● **What you need to do**: Copy out, from the entries below, each line holding the string "retries".

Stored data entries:
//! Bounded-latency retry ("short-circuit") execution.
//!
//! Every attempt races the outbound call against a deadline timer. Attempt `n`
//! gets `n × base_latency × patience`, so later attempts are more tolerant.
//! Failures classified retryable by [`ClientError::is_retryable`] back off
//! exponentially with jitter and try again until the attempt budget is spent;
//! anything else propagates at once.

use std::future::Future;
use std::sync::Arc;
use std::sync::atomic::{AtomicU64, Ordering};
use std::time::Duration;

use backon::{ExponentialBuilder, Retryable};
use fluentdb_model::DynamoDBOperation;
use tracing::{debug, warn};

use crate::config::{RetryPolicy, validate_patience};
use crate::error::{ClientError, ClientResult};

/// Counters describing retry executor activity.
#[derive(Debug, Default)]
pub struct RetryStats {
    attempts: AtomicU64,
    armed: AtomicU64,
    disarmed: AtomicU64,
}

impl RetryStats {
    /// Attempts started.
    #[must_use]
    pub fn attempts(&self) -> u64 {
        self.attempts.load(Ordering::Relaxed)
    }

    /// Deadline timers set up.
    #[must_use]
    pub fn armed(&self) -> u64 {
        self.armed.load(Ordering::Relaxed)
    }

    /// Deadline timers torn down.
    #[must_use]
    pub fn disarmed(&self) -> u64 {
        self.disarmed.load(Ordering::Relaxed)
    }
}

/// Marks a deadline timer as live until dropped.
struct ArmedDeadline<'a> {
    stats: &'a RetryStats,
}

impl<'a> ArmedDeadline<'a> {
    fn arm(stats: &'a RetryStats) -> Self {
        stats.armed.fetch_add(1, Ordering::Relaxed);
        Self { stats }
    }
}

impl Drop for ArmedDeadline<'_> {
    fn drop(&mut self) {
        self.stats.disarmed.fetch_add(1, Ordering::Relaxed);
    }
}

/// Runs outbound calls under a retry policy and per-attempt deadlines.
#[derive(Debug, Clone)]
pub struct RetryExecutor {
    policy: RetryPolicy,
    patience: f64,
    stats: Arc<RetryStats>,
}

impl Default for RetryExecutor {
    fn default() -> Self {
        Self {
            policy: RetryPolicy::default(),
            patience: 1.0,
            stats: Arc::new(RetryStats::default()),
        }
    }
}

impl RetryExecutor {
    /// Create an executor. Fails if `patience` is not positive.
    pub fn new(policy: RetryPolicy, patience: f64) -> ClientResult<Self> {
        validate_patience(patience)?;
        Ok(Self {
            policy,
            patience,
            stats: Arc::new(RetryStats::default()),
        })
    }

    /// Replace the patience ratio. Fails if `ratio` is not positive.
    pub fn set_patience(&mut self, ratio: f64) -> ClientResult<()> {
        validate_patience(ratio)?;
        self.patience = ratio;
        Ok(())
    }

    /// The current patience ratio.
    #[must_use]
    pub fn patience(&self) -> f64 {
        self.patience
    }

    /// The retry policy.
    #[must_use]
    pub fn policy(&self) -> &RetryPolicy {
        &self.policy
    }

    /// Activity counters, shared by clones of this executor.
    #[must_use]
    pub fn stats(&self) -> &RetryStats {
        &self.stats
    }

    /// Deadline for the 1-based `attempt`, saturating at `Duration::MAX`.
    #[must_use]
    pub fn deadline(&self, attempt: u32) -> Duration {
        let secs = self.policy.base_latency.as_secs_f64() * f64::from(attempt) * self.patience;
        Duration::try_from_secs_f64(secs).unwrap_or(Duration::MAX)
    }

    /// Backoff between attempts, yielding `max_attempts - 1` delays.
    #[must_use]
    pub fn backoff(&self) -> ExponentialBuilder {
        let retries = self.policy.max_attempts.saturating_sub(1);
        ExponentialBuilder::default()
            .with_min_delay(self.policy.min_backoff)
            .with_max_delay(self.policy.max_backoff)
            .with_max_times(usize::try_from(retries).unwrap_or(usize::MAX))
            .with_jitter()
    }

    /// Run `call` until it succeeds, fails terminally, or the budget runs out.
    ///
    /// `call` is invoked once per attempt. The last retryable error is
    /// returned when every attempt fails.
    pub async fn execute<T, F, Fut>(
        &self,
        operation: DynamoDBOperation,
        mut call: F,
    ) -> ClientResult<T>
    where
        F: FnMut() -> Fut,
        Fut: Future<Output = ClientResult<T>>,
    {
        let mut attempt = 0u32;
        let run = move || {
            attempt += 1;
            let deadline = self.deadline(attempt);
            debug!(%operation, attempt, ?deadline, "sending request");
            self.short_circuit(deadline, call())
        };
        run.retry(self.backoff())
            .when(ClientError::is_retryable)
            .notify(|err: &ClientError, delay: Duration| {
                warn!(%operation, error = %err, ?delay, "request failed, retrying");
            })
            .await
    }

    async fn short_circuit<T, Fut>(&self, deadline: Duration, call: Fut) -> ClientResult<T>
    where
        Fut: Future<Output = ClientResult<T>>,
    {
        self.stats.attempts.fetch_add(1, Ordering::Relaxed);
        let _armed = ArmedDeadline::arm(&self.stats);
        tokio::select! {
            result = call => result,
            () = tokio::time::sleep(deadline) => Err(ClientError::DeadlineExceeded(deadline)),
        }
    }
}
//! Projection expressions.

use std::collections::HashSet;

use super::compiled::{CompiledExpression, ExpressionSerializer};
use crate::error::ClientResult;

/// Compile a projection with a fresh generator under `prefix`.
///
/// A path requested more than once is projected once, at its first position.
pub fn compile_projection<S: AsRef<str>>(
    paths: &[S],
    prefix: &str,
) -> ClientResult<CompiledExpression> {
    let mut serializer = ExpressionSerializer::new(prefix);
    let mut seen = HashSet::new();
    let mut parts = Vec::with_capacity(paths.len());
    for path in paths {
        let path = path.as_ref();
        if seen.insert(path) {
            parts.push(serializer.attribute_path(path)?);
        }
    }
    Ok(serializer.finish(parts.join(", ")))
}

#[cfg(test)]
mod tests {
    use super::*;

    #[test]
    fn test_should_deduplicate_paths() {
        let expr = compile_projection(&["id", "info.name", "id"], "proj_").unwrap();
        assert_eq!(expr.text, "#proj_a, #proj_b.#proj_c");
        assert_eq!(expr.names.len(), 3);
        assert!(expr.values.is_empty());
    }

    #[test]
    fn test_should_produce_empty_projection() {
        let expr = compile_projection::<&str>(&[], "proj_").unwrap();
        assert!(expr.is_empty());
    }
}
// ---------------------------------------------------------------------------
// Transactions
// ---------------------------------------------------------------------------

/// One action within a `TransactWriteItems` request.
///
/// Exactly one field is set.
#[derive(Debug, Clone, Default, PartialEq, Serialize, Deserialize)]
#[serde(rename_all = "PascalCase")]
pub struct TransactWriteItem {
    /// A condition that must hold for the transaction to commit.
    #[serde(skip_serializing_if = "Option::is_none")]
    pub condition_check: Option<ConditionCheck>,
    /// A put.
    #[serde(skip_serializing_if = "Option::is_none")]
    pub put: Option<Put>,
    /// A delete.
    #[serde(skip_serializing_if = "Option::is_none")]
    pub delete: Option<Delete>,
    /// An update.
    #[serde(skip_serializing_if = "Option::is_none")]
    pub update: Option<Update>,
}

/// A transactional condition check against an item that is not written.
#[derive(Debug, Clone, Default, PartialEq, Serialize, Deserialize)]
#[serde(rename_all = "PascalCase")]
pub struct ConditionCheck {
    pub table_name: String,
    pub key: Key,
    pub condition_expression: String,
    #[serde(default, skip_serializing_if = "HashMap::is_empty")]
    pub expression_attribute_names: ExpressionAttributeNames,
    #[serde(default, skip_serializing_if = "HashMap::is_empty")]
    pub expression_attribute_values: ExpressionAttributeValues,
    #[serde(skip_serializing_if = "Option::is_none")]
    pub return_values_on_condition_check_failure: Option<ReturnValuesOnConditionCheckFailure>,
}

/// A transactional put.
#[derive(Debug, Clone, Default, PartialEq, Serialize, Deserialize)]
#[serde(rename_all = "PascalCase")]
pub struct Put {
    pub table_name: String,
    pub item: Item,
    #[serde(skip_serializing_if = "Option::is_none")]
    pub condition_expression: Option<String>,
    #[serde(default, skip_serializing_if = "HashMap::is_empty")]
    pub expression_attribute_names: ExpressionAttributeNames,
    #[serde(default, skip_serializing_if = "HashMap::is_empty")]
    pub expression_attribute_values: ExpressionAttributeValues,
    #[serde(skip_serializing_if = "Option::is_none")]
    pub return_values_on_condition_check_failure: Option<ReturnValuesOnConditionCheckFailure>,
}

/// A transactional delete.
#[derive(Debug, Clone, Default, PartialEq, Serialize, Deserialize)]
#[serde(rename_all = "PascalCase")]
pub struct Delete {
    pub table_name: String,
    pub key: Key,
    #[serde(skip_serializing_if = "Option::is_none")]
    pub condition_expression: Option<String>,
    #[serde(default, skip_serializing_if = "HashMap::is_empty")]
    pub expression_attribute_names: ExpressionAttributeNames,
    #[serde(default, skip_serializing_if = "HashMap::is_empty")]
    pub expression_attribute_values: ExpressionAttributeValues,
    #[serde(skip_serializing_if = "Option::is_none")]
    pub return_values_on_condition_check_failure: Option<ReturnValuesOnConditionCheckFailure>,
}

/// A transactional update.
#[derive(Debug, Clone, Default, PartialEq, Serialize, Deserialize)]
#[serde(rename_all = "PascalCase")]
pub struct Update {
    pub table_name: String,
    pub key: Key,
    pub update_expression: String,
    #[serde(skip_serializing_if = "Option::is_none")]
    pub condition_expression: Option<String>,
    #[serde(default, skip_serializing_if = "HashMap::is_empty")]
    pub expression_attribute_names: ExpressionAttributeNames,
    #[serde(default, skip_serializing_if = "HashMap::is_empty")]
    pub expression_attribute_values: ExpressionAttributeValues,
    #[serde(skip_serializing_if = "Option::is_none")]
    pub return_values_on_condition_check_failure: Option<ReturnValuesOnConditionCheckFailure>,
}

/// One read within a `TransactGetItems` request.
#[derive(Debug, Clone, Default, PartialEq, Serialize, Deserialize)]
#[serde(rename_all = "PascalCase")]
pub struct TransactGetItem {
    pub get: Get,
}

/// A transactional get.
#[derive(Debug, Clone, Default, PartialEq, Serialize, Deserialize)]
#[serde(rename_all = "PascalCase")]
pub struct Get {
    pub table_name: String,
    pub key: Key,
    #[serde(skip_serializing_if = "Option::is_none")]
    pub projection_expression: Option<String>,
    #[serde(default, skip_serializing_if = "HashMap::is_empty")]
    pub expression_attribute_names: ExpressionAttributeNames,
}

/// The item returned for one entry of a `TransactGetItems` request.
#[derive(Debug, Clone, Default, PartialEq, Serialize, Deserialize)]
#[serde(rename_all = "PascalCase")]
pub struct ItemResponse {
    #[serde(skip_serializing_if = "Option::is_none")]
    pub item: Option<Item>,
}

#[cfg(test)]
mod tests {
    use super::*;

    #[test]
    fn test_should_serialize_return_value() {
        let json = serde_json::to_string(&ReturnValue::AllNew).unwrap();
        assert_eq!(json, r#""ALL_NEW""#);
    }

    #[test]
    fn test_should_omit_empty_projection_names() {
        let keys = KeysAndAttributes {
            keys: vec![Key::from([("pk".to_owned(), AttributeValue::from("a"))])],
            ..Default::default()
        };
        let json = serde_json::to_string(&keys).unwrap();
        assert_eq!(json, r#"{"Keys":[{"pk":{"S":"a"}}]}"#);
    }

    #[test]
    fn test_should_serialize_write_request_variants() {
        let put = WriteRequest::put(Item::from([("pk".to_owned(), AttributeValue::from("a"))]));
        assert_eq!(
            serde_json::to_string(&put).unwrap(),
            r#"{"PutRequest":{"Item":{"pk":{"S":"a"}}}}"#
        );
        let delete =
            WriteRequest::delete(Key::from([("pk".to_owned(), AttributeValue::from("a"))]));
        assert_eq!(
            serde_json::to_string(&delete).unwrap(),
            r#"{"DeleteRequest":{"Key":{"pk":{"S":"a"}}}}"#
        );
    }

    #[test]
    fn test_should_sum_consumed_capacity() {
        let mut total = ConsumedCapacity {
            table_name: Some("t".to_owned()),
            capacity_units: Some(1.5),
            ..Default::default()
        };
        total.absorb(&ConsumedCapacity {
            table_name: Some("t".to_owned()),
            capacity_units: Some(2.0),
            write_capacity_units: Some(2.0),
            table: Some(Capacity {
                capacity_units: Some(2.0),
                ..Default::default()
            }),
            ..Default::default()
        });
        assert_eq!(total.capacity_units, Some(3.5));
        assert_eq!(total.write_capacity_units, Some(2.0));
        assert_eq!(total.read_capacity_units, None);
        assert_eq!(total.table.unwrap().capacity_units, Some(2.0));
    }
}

● **Expected output**:
        let retries = self.policy.max_attempts.saturating_sub(1);
            .with_max_times(usize::try_from(retries).unwrap_or(usize::MAX))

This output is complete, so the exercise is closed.